The U.S. Environmental Protection Agency is scheduled to release its latest air quality forecast later this month, and it’s expected to reveal new national air quality goals and new guidelines for the country’s most populous state.
But as it stands, air quality in some parts of the country is already on a long, dark slide.
The US’s average daily reading of fine particles has dropped by nearly 50 percent since 2013, according to a new analysis by Bloomberg New Energy Finance.
That means pollution levels in some of the nation’s most densely populated areas have fallen by as much as 40 percent.
That’s a problem for businesses and homes, and even more so for people with asthma, a condition that can cause severe lung problems and even death.
That decline in air quality has already led to some dramatic changes to air travel, including the closure of a number of major airports.
In the past two years alone, dozens of airlines have shuttered or postponed some flights, while others have closed down altogether.

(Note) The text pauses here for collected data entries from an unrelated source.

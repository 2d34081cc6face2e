//! Error response formatting middleware
//!
//! Provides standardized error responses with consistent JSON structure,
//! HTTP status codes, error codes, and user-friendly messages.

use crate::error::{AppError, ErrorCode};
use axum::{
    http::StatusCode,
    response::{IntoResponse, Response},
    Json,
};
use chrono::Utc;
use serde::{Deserialize, Serialize};

/// Standardized error response structure
///
/// This is returned to clients for all error cases, ensuring
/// consistent error handling across the API.
#[derive(Debug, Clone, Serialize, Deserialize)]
pub struct ErrorResponse {
    /// Machine-readable error code
    pub error: ErrorCode,

    /// Human-readable error message
    pub message: String,

    /// Request ID for debugging and support
    pub request_id: Option<String>,

    /// ISO 8601 timestamp of the error
    pub timestamp: String,

    /// Optional additional details (e.g., validation errors)
    #[serde(skip_serializing_if = "Option::is_none")]
    pub details: Option<serde_json::Value>,

    /// Whether the client should retry the request
    #[serde(skip_serializing_if = "Option::is_none")]
    pub retryable: Option<bool>,
}

impl ErrorResponse {
    /// Create a new error response from an AppError
    pub fn from_app_error(error: &AppError) -> Self {
        Self {
            error: error.error_code(),
            message: error.user_message(),
            request_id: error.request_id.clone(),
            timestamp: Utc::now().to_rfc3339(),
            details: error
                .context
                .as_ref()
                .map(|context| serde_json::json!({ "context": context })),
            retryable: Some(error.is_retryable()),
        }
    }
}

/// Implement IntoResponse for AppError to automatically convert errors
/// into HTTP responses with proper status codes and JSON formatting
impl IntoResponse for AppError {
    fn into_response(self) -> Response {
        let status_code =
            StatusCode::from_u16(self.status_code()).unwrap_or(StatusCode::INTERNAL_SERVER_ERROR);

        if status_code.is_server_error() {
            tracing::error!(
                error = ?self,
                request_id = ?self.request_id,
                status = %status_code.as_u16(),
                "Server error occurred"
            );
        } else {
            tracing::warn!(
                error = ?self,
                request_id = ?self.request_id,
                status = %status_code.as_u16(),
                "Client error occurred"
            );
        }

        let error_response = ErrorResponse::from_app_error(&self);
        (status_code, Json(error_response)).into_response()
    }
}

/// Create a standardized success response
pub fn success_response<T: Serialize>(data: T) -> Json<serde_json::Value> {
    Json(serde_json::json!({
        "success": true,
        "data": data,
        "timestamp": Utc::now().to_rfc3339(),
    }))
}
//! Services module for business logic

pub mod ledger;
pub mod payment_orchestrator;
pub mod payout;
pub mod reconciliation;
pub mod subscription_billing;

pub use ledger::{LedgerError, LedgerService};
pub use payment_orchestrator::{
    OrchestrationResult, OrchestratorError, PaymentOrchestrator, SubmitPaymentRequest,
};
pub use payout::{PayoutError, PayoutService};
pub use reconciliation::{ReconciliationError, ReconciliationService};
pub use subscription_billing::{BillingError, SubscriptionBillingService};

use crate::config::{BillingConfig, PayoutConfig};
use crate::database::Repositories;
use crate::payments::factory::ProviderRegistry;
use std::sync::Arc;

/// Every service wired over one set of repositories and adapters.
#[derive(Clone)]
pub struct Services {
    pub orchestrator: Arc<PaymentOrchestrator>,
    pub billing: Arc<SubscriptionBillingService>,
    pub payouts: Arc<PayoutService>,
    pub reconciliation: Arc<ReconciliationService>,
}

impl Services {
    pub fn new(
        repos: &Repositories,
        providers: ProviderRegistry,
        billing: BillingConfig,
        payout: PayoutConfig,
    ) -> Self {
        let ledger = LedgerService::new(repos.transactions.clone());
        let orchestrator = Arc::new(PaymentOrchestrator::new(
            ledger.clone(),
            providers.clone(),
            repos.orders.clone(),
        ));
        let billing = Arc::new(SubscriptionBillingService::new(
            repos.subscriptions.clone(),
            orchestrator.clone(),
            billing,
        ));
        let payouts = Arc::new(PayoutService::new(
            repos.payouts.clone(),
            billing.clone(),
            orchestrator.clone(),
            payout,
        ));
        let reconciliation = Arc::new(ReconciliationService::new(
            ledger,
            providers,
            repos.orders.clone(),
            repos.webhook_events.clone(),
            billing.clone(),
            payouts.clone(),
        ));

        Self {
            orchestrator,
            billing,
            payouts,
            reconciliation,
        }
    }
}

The closures are also making it harder to stay in the US.
Bloomberg recently reported that US Airways and United Airlines have been forced to cancel more than 100,000 flights over the past three years.

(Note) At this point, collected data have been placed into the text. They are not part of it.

//! Health check module
//! Provides health status for the application and its dependencies

use axum::{extract::State, http::StatusCode, response::IntoResponse, Json};
use serde::Serialize;
use std::collections::HashMap;
use std::time::{Duration, Instant};
use tokio::time::timeout;
use tracing::{error, warn};

use crate::api::ApiState;
use crate::database::Repositories;
use crate::payments::factory::ProviderRegistry;
use crate::payments::types::ProviderKind;

/// Health status response
#[derive(Debug, Serialize, Clone)]
pub struct HealthStatus {
    pub status: HealthState,
    pub checks: HashMap<String, ComponentHealth>,
    pub timestamp: chrono::DateTime<chrono::Utc>,
}

/// Overall health state
#[derive(Debug, Serialize, Clone, Copy, PartialEq, Eq)]
pub enum HealthState {
    Healthy,
    Degraded,
    Unhealthy,
}

/// Individual component health status
#[derive(Debug, Serialize, Clone)]
pub struct ComponentHealth {
    pub status: ComponentState,
    pub response_time_ms: Option<u128>,
    pub details: Option<String>,
}

/// Component state
#[derive(Debug, Serialize, Clone, Copy, PartialEq, Eq)]
pub enum ComponentState {
    Up,
    Down,
    Warning,
}

impl Default for HealthStatus {
    fn default() -> Self {
        Self::new()
    }
}

impl HealthStatus {
    pub fn new() -> Self {
        Self {
            status: HealthState::Healthy,
            checks: HashMap::new(),
            timestamp: chrono::Utc::now(),
        }
    }

    pub fn is_healthy(&self) -> bool {
        matches!(self.status, HealthState::Healthy)
    }

    fn insert(&mut self, name: &str, component: ComponentHealth) {
        self.status = match (self.status, component.status) {
            (_, ComponentState::Down) | (HealthState::Unhealthy, _) => HealthState::Unhealthy,
            (_, ComponentState::Warning) | (HealthState::Degraded, _) => HealthState::Degraded,
            (HealthState::Healthy, ComponentState::Up) => HealthState::Healthy,
        };
        self.checks.insert(name.to_string(), component);
    }
}

impl ComponentHealth {
    pub fn up(response_time_ms: Option<u128>) -> Self {
        Self {
            status: ComponentState::Up,
            response_time_ms,
            details: None,
        }
    }

    pub fn down(details: Option<String>) -> Self {
        Self {
            status: ComponentState::Down,
            response_time_ms: None,
            details,
        }
    }

    pub fn warning(response_time_ms: Option<u128>, details: Option<String>) -> Self {
        Self {
            status: ComponentState::Warning,
            response_time_ms,
            details,
        }
    }
}

/// Health checker for the application
#[derive(Clone)]
pub struct HealthChecker {
    repos: Repositories,
    providers: ProviderRegistry,
}

impl HealthChecker {
    pub fn new(repos: Repositories, providers: ProviderRegistry) -> Self {
        Self { repos, providers }
    }

    /// Perform comprehensive health check
    pub async fn check_health(&self) -> HealthStatus {
        let mut health_status = HealthStatus::new();

        // Check storage health
        let start = Instant::now();
        match timeout(Duration::from_secs(5), self.repos.health_check()).await {
            Ok(Ok(())) if self.repos.is_persistent() => {
                health_status.insert(
                    "database",
                    ComponentHealth::up(Some(start.elapsed().as_millis())),
                );
            }
            Ok(Ok(())) => {
                health_status.insert(
                    "database",
                    ComponentHealth::warning(
                        None,
                        Some("in-memory store, data is not persisted".to_string()),
                    ),
                );
            }
            Ok(Err(e)) => {
                error!("Database health check failed: {}", e);
                health_status.insert("database", ComponentHealth::down(Some(e.to_string())));
            }
            Err(_) => {
                error!("Database health check timed out");
                health_status.insert(
                    "database",
                    ComponentHealth::down(Some("Timeout".to_string())),
                );
            }
        }

        // Check configured payment providers
        let available = self.providers.list_available();
        let missing: Vec<&str> = [ProviderKind::Push, ProviderKind::Hosted]
            .iter()
            .filter(|kind| !available.contains(kind))
            .map(|kind| kind.as_str())
            .collect();
        let providers = if available.is_empty() {
            ComponentHealth::down(Some("no payment provider configured".to_string()))
        } else if !missing.is_empty() {
            warn!(missing = ?missing, "payment providers not configured");
            ComponentHealth::warning(None, Some(format!("not configured: {}", missing.join(", "))))
        } else {
            ComponentHealth::up(None)
        };
        health_status.insert("payment_providers", providers);

        health_status
    }
}

/// GET /health
pub async fn health_handler(State(state): State<ApiState>) -> impl IntoResponse {
    let status = state.health.check_health().await;
    let code = match status.status {
        HealthState::Unhealthy => StatusCode::SERVICE_UNAVAILABLE,
        HealthState::Healthy | HealthState::Degraded => StatusCode::OK,
    };
    (code, Json(status))
}

#[cfg(test)]
mod tests {
    use super::*;

    #[tokio::test]
    async fn test_health_status_creation() {
        let health_status = HealthStatus::new();
        assert!(matches!(health_status.status, HealthState::Healthy));
        assert!(health_status.checks.is_empty());
        assert!(health_status.timestamp <= chrono::Utc::now());
    }

    #[test]
    fn test_component_health_states() {
        let up_health = ComponentHealth::up(Some(100));
        assert!(matches!(up_health.status, ComponentState::Up));
        assert_eq!(up_health.response_time_ms, Some(100));

        let down_health = ComponentHealth::down(Some("Test error".to_string()));
        assert!(matches!(down_health.status, ComponentState::Down));
        assert_eq!(down_health.details, Some("Test error".to_string()));

        let warning_health = ComponentHealth::warning(Some(500), Some("Slow response".to_string()));
        assert!(matches!(warning_health.status, ComponentState::Warning));
        assert_eq!(warning_health.response_time_ms, Some(500));
    }

    #[test]
    fn worst_component_decides_overall_state() {
        let mut status = HealthStatus::new();
        status.insert("a", ComponentHealth::up(None));
        assert_eq!(status.status, HealthState::Healthy);
        status.insert("b", ComponentHealth::warning(None, None));
        assert_eq!(status.status, HealthState::Degraded);
        status.insert("c", ComponentHealth::down(None));
        assert_eq!(status.status, HealthState::Unhealthy);
        status.insert("d", ComponentHealth::up(None));
        assert_eq!(status.status, HealthState::Unhealthy);
    }

    #[tokio::test]
    async fn in_memory_without_providers_is_unhealthy() {
        let checker = HealthChecker::new(Repositories::in_memory(), ProviderRegistry::new());
        let status = checker.check_health().await;
        assert_eq!(status.status, HealthState::Unhealthy);
        assert!(matches!(
            status.checks["database"].status,
            ComponentState::Warning
        ));
        assert!(matches!(
            status.checks["payment_providers"].status,
            ComponentState::Down
        ));
    }
}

In 2015, the federal government passed the Clean Air Act, which mandates stricter pollution limits and increased fines for companies that don’t meet those targets.
That law now covers more than 70 percent of the United States.
But even as the Clean Energy and Sustainable Energy Incentives Program—which helps states and localities buy clean power from renewable sources—is expanding, the US has still only reached a quarter of its goal to reduce its emissions by 2020.
That hasn’t stopped some residents from fighting back against the government’s efforts to clean up the air.
In April, residents of a Texas suburb sued the agency for forcing them to pay for the removal of toxic coal ash from their streets, and the state has agreed to a settlement.
In addition, a growing number of cities and counties are seeking to ban the sale of plastic bottles containing hazardous chemicals.
And some lawmakers in states like Tennessee and Alabama are calling for a moratorium on new drilling for oil and gas.
The Environmental Protection Administration is still reviewing air quality data from the US for the first time in more than 20 years, and its findings will likely change over time, said Mark Jaffe, a senior scientist at the University of California, Davis, who was involved in the work for the Bloomberg New Environment Foundation.
In the meantime, many residents are trying to get more comfortable with the new guidelines.
In July, a Pennsylvania man who had lived in the state for a decade sued to block the state’s new air quality guidelines, claiming that the changes were discriminatory.
In a court filing, the Pennsylvania Department of Environmental Protection said that the new air standards don’t require the state to use any of the toxic materials that are already in the air—such as coal ash—and instead instead require that it consider the “quality of the air as measured by the particle size and particle density, as well as the quantity and concentration of the contaminants that are present in the environment.”
It’s unclear whether Pennsylvania’s new guidelines will be adopted by all states, and some of those that haven’t are still working to comply with the Clean Power Plan, a sweeping national effort to reduce pollution from the power sector.